At some point, I had to get off the bus, and go back to our apartment, while she continued on. 

When I got there, the hallways of the building were clogged with the remnants of disassembled boxes. I made it into our apartment, and began the painful task of selecting, and packing up our books, knowing that I had to leave this place too.


I really miss her right now. It's a physical ache. I would give my right arm to be able to hug her again. To press my face into her neck and inhale her.

These are moments I don't know how I've managed to survive her death, or how I can continue to do so, eventhough I know that that's exactly what I have to do.  

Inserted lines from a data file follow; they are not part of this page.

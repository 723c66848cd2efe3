mod cli;

fn main() {
    if let Err(e) = cli::run() {
        cli::report_error(&e);
        std::process::exit(1);
    }
}
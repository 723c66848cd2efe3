//! Configuration file support for backtest runs.
//!
//! A TOML file with `[run]`, `[data]` and `[strategy]` sections describes a
//! complete batch so it can be repeated. Every field has a default.

use crate::data::{parse_date, CsvDirectorySource, DataConfig};
use crate::error::{BacktestError, Result};
use crate::pipeline::{parse_tickers, OutputOptions, RunRequest};
use crate::strategy::{StrategyKind, StrategyParams};
use serde::{Deserialize, Serialize};
use std::fs;
use std::path::{Path, PathBuf};
use tracing::info;

/// Complete run configuration loaded from a file.
#[derive(Debug, Clone, Default, PartialEq, Serialize, Deserialize)]
pub struct RunFileConfig {
    /// Tickers, period and output settings.
    #[serde(default)]
    pub run: RunSettings,
    /// Where price files live.
    #[serde(default)]
    pub data: DataSettings,
    /// Strategy selection and parameters.
    #[serde(default)]
    pub strategy: StrategySettings,
}

/// Batch settings.
#[derive(Debug, Clone, PartialEq, Serialize, Deserialize)]
#[serde(default)]
pub struct RunSettings {
    /// Comma-separated ticker list, e.g. `"AAPL, MSFT"`.
    pub tickers: String,
    /// Start date, inclusive (YYYY-MM-DD).
    pub start_date: String,
    /// End date, exclusive (YYYY-MM-DD).
    pub end_date: String,
    pub output_dir: String,
    pub charts: bool,
    pub trade_logs: bool,
    pub metrics_json: bool,
    pub parallel: bool,
}

impl Default for RunSettings {
    fn default() -> Self {
        Self {
            tickers: "AAPL".to_string(),
            start_date: "2020-01-01".to_string(),
            end_date: "2024-01-01".to_string(),
            output_dir: "results".to_string(),
            charts: true,
            trade_logs: true,
            metrics_json: false,
            parallel: false,
        }
    }
}

/// Data settings.
#[derive(Debug, Clone, PartialEq, Serialize, Deserialize)]
#[serde(default)]
pub struct DataSettings {
    /// Directory holding one `<TICKER>.csv` per symbol.
    pub dir: String,
    /// Date format in CSV.
    pub date_format: Option<String>,
    /// CSV delimiter.
    pub delimiter: char,
}

impl Default for DataSettings {
    fn default() -> Self {
        Self {
            dir: "data".to_string(),
            date_format: None,
            delimiter: ',',
        }
    }
}

/// Strategy settings.
#[derive(Debug, Clone, PartialEq, Serialize, Deserialize)]
#[serde(default)]
pub struct StrategySettings {
    /// One of SMA, RSI, MACD, ML (case-insensitive).
    pub name: String,
    pub params: StrategyParams,
}

impl Default for StrategySettings {
    fn default() -> Self {
        Self {
            name: "SMA".to_string(),
            params: StrategyParams::default(),
        }
    }
}

impl RunFileConfig {
    /// Load configuration from a TOML file.
    pub fn load(path: impl AsRef<Path>) -> Result<Self> {
        let path = path.as_ref();
        info!("Loading configuration from: {}", path.display());

        let content = fs::read_to_string(path)?;
        Self::parse(&content)
    }

    /// Parse configuration from TOML text.
    pub fn parse(content: &str) -> Result<Self> {
        Ok(toml::from_str(content)?)
    }

    /// Save configuration to a TOML file.
    pub fn save(&self, path: impl AsRef<Path>) -> Result<()> {
        let content = toml::to_string_pretty(self)?;
        fs::write(path, content)?;
        Ok(())
    }

    /// Price source described by the `[data]` section.
    pub fn source(&self) -> Result<CsvDirectorySource> {
        if !self.data.delimiter.is_ascii() {
            return Err(BacktestError::ConfigError(format!(
                "CSV delimiter must be ASCII, got '{}'",
                self.data.delimiter
            )));
        }
        let config = DataConfig {
            date_format: self.data.date_format.clone(),
            delimiter: self.data.delimiter as u8,
            ..Default::default()
        };
        Ok(CsvDirectorySource::new(&self.data.dir).with_config(config))
    }

    /// Validate and turn the file into a batch request.
    pub fn to_request(&self) -> Result<RunRequest> {
        let tickers = parse_tickers(&self.run.tickers);
        if tickers.is_empty() {
            return Err(BacktestError::ConfigError(
                "[run] tickers is empty".to_string(),
            ));
        }
        let strategy: StrategyKind = self.strategy.name.parse()?;
        let start = parse_date(&self.run.start_date)?;
        let end = parse_date(&self.run.end_date)?;

        let output = OutputOptions {
            dir: PathBuf::from(&self.run.output_dir),
            charts: self.run.charts,
            trade_logs: self.run.trade_logs,
            metrics_csv: true,
            metrics_json: self.run.metrics_json,
        };

        Ok(RunRequest::new(tickers, strategy, start, end)
            .with_params(self.strategy.params.clone())
            .with_output(output)
            .with_parallel(self.run.parallel))
    }
}

/// Load configuration from a TOML file.
pub fn load_config(path: impl AsRef<Path>) -> Result<RunFileConfig> {
    RunFileConfig::load(path)
}

/// Example configuration file content.
pub fn generate_example_config() -> String {
    r#"# quant-backtester run configuration

[run]
tickers = "AAPL, MSFT, SPY"
start_date = "2020-01-01"   # inclusive
end_date = "2024-01-01"     # exclusive
output_dir = "results"
charts = true
trade_logs = true
metrics_json = false
parallel = false

[data]
dir = "data"                # expects data/<TICKER>.csv
# date_format = "%Y-%m-%d"
delimiter = ","

[strategy]
name = "SMA"                # SMA, RSI, MACD or ML

[strategy.params]
sma_short = 50
sma_long = 200
rsi_period = 14
rsi_lower = 30.0
rsi_upper = 70.0
macd_fast = 12
macd_slow = 26
macd_signal = 9
ml_trees = 100
ml_seed = 42
ml_test_size = 0.2
"#
    .to_string()
}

Baby steps on tender, cut-up feet that refuse to heal.

Wednesday, April 24, 2024

A minor international incident

A minor international incident occurred today in Rami Levy: I'm in the chumos section, when all of a sudden, the siren: red alert! 

A guy and I make eye contact, as I ask, "?יש פה מיקלט" ("is there a shelter nearby?") 

A woman in a hijab abandons her cart and runs; another woman in a mesh top with tattoos does not abandon her cart, but also runs. 

The man with whom I'd made eye contact, calmly walks over to my cart, as I too am considering abandoning it and running– SOMEWHERE, and I figure, he probably knows I'm about to split and he just wants to take my watermelon, (because it's a really perfect watermelon, practically worth taking your chances in a Chizbullah missile attack,) but no: he picks up my backpack, which I'd placed in the cart, opens the top pocket, and pulls out the culprit: my phone.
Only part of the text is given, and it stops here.